- [Problem to work on] Could you give the entries again, exactly as written?

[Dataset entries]

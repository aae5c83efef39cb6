use async_trait::async_trait;
use governor::{Quota, RateLimiter};
use reqwest::Client;
use serde::{Deserialize, Serialize};
use std::num::NonZeroU32;
use std::sync::Arc;
use std::time::Duration;

use super::{http_client, IndicatorSource};
use crate::error::IndicatorError;
use crate::models::{AnalysisInterval, IndicatorReadings, Instrument};

const TRADINGVIEW_SCANNER_BASE: &str = "https://scanner.tradingview.com";
const DEFAULT_RATE_LIMIT_RPM: u32 = 30;
const REQUEST_TIMEOUT_SECS: u64 = 15;

type ScannerRateLimiter = RateLimiter<
    governor::state::direct::NotKeyed,
    governor::state::InMemoryState,
    governor::clock::DefaultClock,
>;

/// Client for the TradingView scanner (technical indicator values)
///
/// Cloneable; all clones share the same rate limiter.
#[derive(Clone)]
pub struct TradingViewClient {
    client: Client,
    base_url: String,
    ema_fast_period: u32,
    ema_slow_period: u32,
    rate_limiter: Arc<ScannerRateLimiter>,
}

// ============== Request / Response Types ==============

#[derive(Debug, Serialize)]
struct ScanRequest {
    symbols: ScanSymbols,
    columns: Vec<String>,
}

#[derive(Debug, Serialize)]
struct ScanSymbols {
    tickers: Vec<String>,
    query: ScanQuery,
}

#[derive(Debug, Serialize, Default)]
struct ScanQuery {
    types: Vec<String>,
}

#[derive(Debug, Deserialize)]
struct ScanResponse {
    #[serde(default)]
    data: Vec<ScanRow>,
}

#[derive(Debug, Deserialize)]
struct ScanRow {
    #[serde(rename = "s")]
    symbol: String,
    #[serde(rename = "d")]
    values: Vec<Option<f64>>,
}

// ============== Implementation ==============

impl TradingViewClient {
    pub fn new(ema_fast_period: u32, ema_slow_period: u32) -> Self {
        Self::with_rate_limit(ema_fast_period, ema_slow_period, DEFAULT_RATE_LIMIT_RPM)
    }

    pub fn with_rate_limit(
        ema_fast_period: u32,
        ema_slow_period: u32,
        requests_per_minute: u32,
    ) -> Self {
        let quota = Quota::per_minute(NonZeroU32::new(requests_per_minute).unwrap_or(NonZeroU32::MIN));

        Self {
            client: http_client(Duration::from_secs(REQUEST_TIMEOUT_SECS)),
            base_url: TRADINGVIEW_SCANNER_BASE.to_string(),
            ema_fast_period,
            ema_slow_period,
            rate_limiter: Arc::new(RateLimiter::direct(quota)),
        }
    }

    /// Point the client at a different scanner host (used by tests)
    pub fn with_base_url(mut self, base_url: impl Into<String>) -> Self {
        self.base_url = base_url.into().trim_end_matches('/').to_string();
        self
    }

    /// Scanner columns in the order [RSI, EMA fast, EMA slow, close]
    fn columns(&self, interval: AnalysisInterval) -> Vec<String> {
        let suffix = interval.tradingview_suffix();
        vec![
            format!("RSI{}", suffix),
            format!("EMA{}{}", self.ema_fast_period, suffix),
            format!("EMA{}{}", self.ema_slow_period, suffix),
            format!("close{}", suffix),
        ]
    }
}

#[async_trait]
impl IndicatorSource for TradingViewClient {
    /// Endpoint: POST /{screener}/scan
    async fn fetch_indicators(
        &self,
        instrument: &Instrument,
        interval: AnalysisInterval,
    ) -> Result<IndicatorReadings, IndicatorError> {
        let ticker = instrument.ticker();
        let url = format!("{}/{}/scan", self.base_url, instrument.screener());
        let request = ScanRequest {
            symbols: ScanSymbols {
                tickers: vec![ticker.clone()],
                query: ScanQuery::default(),
            },
            columns: self.columns(interval),
        };

        self.rate_limiter.until_ready().await;

        let response = self.client.post(&url).json(&request).send().await?;
        let status = response.status();

        if !status.is_success() {
            let body = response
                .text()
                .await
                .unwrap_or_else(|_| "Unknown error".to_string());
            return Err(IndicatorError::Status {
                status: status.as_u16(),
                body,
            });
        }

        let scan: ScanResponse = response
            .json()
            .await
            .map_err(|e| IndicatorError::Decode(e.to_string()))?;

        let row = scan
            .data
            .into_iter()
            .find(|row| row.symbol == ticker)
            .ok_or_else(|| IndicatorError::UnknownSymbol(ticker.clone()))?;

        let value = |index: usize| row.values.get(index).copied().flatten();

        tracing::debug!(
            instrument = %instrument.id,
            ticker = %ticker,
            values = ?row.values,
            "Fetched indicator row"
        );

        Ok(IndicatorReadings {
            rsi: value(0),
            ema_fast: value(1),
            ema_slow: value(2),
            close: value(3),
        })
    }
}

- [Answer]
repository aae5c83efef39cb6
use async_trait::async_trait;
use governor::{Quota, RateLimiter};
use reqwest::Client;
use serde::{Deserialize, Serialize};
use std::num::NonZeroU32;
use std::sync::Arc;
use std::time::Duration;

use super::{http_client, IndicatorSource};
use crate::error::IndicatorError;
use crate::models::{AnalysisInterval, IndicatorReadings, Instrument};

const TRADINGVIEW_SCANNER_BASE: &str = "https://scanner.tradingview.com";
const DEFAULT_RATE_LIMIT_RPM: u32 = 30;
const REQUEST_TIMEOUT_SECS: u64 = 15;

type ScannerRateLimiter = RateLimiter<
    governor::state::direct::NotKeyed,
    governor::state::InMemoryState,
    governor::clock::DefaultClock,
>;

/// Client for the TradingView scanner (technical indicator values)
///
/// Cloneable; all clones share the same rate limiter.
#[derive(Clone)]
pub struct TradingViewClient {
    client: Client,
    base_url: String,
    ema_fast_period: u32,
    ema_slow_period: u32,
    rate_limiter: Arc<ScannerRateLimiter>,
}

// ============== Request / Response Types ==============

#[derive(Debug, Serialize)]
struct ScanRequest {
    symbols: ScanSymbols,
    columns: Vec<String>,
}

#[derive(Debug, Serialize)]
struct ScanSymbols {
    tickers: Vec<String>,
    query: ScanQuery,
}

#[derive(Debug, Serialize, Default)]
struct ScanQuery {
    types: Vec<String>,
}

#[derive(Debug, Deserialize)]
struct ScanResponse {
    #[serde(default)]
    data: Vec<ScanRow>,
}

#[derive(Debug, Deserialize)]
struct ScanRow {
    #[serde(rename = "s")]
    symbol: String,
    #[serde(rename = "d")]
    values: Vec<Option<f64>>,
}

// ============== Implementation ==============

impl TradingViewClient {
    pub fn new(ema_fast_period: u32, ema_slow_period: u32) -> Self {
        Self::with_rate_limit(ema_fast_period, ema_slow_period, DEFAULT_RATE_LIMIT_RPM)
    }

    pub fn with_rate_limit(
        ema_fast_period: u32,
        ema_slow_period: u32,
        requests_per_minute: u32,
    ) -> Self {
        let quota = Quota::per_minute(NonZeroU32::new(requests_per_minute).unwrap_or(NonZeroU32::MIN));

        Self {
            client: http_client(Duration::from_secs(REQUEST_TIMEOUT_SECS)),
            base_url: TRADINGVIEW_SCANNER_BASE.to_string(),
            ema_fast_period,
            ema_slow_period,
            rate_limiter: Arc::new(RateLimiter::direct(quota)),
        }
    }

    /// Point the client at a different scanner host (used by tests)
    pub fn with_base_url(mut self, base_url: impl Into<String>) -> Self {
        self.base_url = base_url.into().trim_end_matches('/').to_string();
        self
    }

    /// Scanner columns in the order [RSI, EMA fast, EMA slow, close]
    fn columns(&self, interval: AnalysisInterval) -> Vec<String> {
        let suffix = interval.tradingview_suffix();
        vec![
            format!("RSI{}", suffix),
            format!("EMA{}{}", self.ema_fast_period, suffix),
            format!("EMA{}{}", self.ema_slow_period, suffix),
            format!("close{}", suffix),
        ]
    }
}

#[async_trait]
impl IndicatorSource for TradingViewClient {
    /// Endpoint: POST /{screener}/scan
    async fn fetch_indicators(
        &self,
        instrument: &Instrument,
        interval: AnalysisInterval,
    ) -> Result<IndicatorReadings, IndicatorError> {
        let ticker = instrument.ticker();
        let url = format!("{}/{}/scan", self.base_url, instrument.screener());
        let request = ScanRequest {
            symbols: ScanSymbols {
                tickers: vec![ticker.clone()],
                query: ScanQuery::default(),
            },
            columns: self.columns(interval),
        };

        self.rate_limiter.until_ready().await;

        let response = self.client.post(&url).json(&request).send().await?;
        let status = response.status();

        if !status.is_success() {
            let body = response
                .text()
                .await
                .unwrap_or_else(|_| "Unknown error".to_string());
            return Err(IndicatorError::Status {
                status: status.as_u16(),
                body,
            });
        }

        let scan: ScanResponse = response
            .json()
            .await
            .map_err(|e| IndicatorError::Decode(e.to_string()))?;

        let row = scan
            .data
            .into_iter()
            .find(|row| row.symbol == ticker)
            .ok_or_else(|| IndicatorError::UnknownSymbol(ticker.clone()))?;

        let value = |index: usize| row.values.get(index).copied().flatten();

        tracing::debug!(
            instrument = %instrument.id,
            ticker = %ticker,
            values = ?row.values,
            "Fetched indicator row"
        );

        Ok(IndicatorReadings {
            rsi: value(0),
            ema_fast: value(1),
            ema_slow: value(2),
            close: value(3),
        })
    }
}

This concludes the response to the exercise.